When the FOURIER investigators reviewed the full dossier for the second case example, they found the patient had slipped in his kitchen at home, sustained a serious head trauma, was brought into the emergency department, and died.
“That’s why we rely on the source documents. That gives the full picture,” he said. The FDA also reviewed the death narratives.
“They comment, ironically, that they were surprised at the inconsistencies between the investigator-reported causes of death and the central events committee-adjudicated ones, making it sound like something nefarious has happened. But that’s the whole point of adjudication, right? That you have a central events committee that reviews and then classifies based on all the data,” Sabatine said.

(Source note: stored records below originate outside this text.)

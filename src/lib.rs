//! Emulator for the LS-8, a minimal 8-bit stored-program computer.

pub mod alu;
pub mod fault;
pub mod memory;
pub mod processor;
pub mod registers;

Sabatine said he sees no reason to reevaluate the ODYSSEY mortality data and that the RIAT analysis should not change the overall interpretation of FOURIER.
“I think this is in fact a disservice to the medical community because it’s not real science,” he said. “It’s just sensationalism and sends the wrong message. But I completely stand by the results that we published, as the FDA has.”
Kaul also thought the new analysis doesn’t materially change the overall benefit–risk balance. He observed that there isn’t a major difference between the reanalysis and the original evaluation. Total mortality was similar and, for cardiovascular deaths, the original NEJM paper lists 251 for evolocumab vs 240 for placebo and the reanalysis lists 150 vs 125, respectively.
Undetermined deaths were 164 in the NEJM paper and 144 in the reanalysis. “The conservative approach is to count them as presumed cardiovascular deaths,” Kaul said. “So, if you do the math and add those undetermined as cardiovascular deaths, we get a total of 294 vs 289. That’s five excess deaths with evolocumab.”
Although the RIAT group has called for the public release of the FOURIER data, commercial and legal issues will complicate that process, Steven Grover, MD, professor of medicine and director of the Comprehensive Health Improvement Program at McGill University in Montreal, Canada, said in an interview. Amgen is back in court over patent protection, filing an appeal with the Supreme Court after losing in the lower courts in a protracted battle, Reuters reported.
“One thing that’s for sure after they’ve raised questions about the results of this study [is that] somebody needs to take a good hard look at the adjudicated results,” said Grover, who co-authored several iterations of the Canadian Cardiovascular Society dyslipidemia guidelines, including the latest in 2021.
“I think the thing that got so many of us back in 2017 when the study was first published is the mortality data stuck out like a sore thumb,” he told theheart.org | Medscape Cardiology. “It didn’t have to be statistically significant, but it did need to move in the same direction as the nonfatal coronary events. That’s what we’ve seen happen time and again and, in this case, it was going in the opposite direction.”
Sabatine said he doesn’t know whether the data will be released but that the FOURIER trialists plan to submit a rebuttal to BMJ Open to the RIAT analysis, which has caused a stir on CardioTwitter. “Now that people live with Tweets of information, it necessitates then dispelling the misinformation that comes out. So yes, we will draft a rebuttal pointing out all the flaws in this analysis.”
Kaul commented that the FDA’s response not to provide the data was “rather curious” and that Sabatine and colleagues had the opportunity to address the RIAT group’s concerns, but the paper notes they did not even bother to respond. “You can’t be holier than thou in medicine. You have to treat every question with respect and humility and can’t be dismissive…He could have nipped the evil in the bud, so to speak.”
The study was funded by a grant from the University of Maryland, Baltimore. The authors, Kaul, and Grover report having no relevant financial relationships.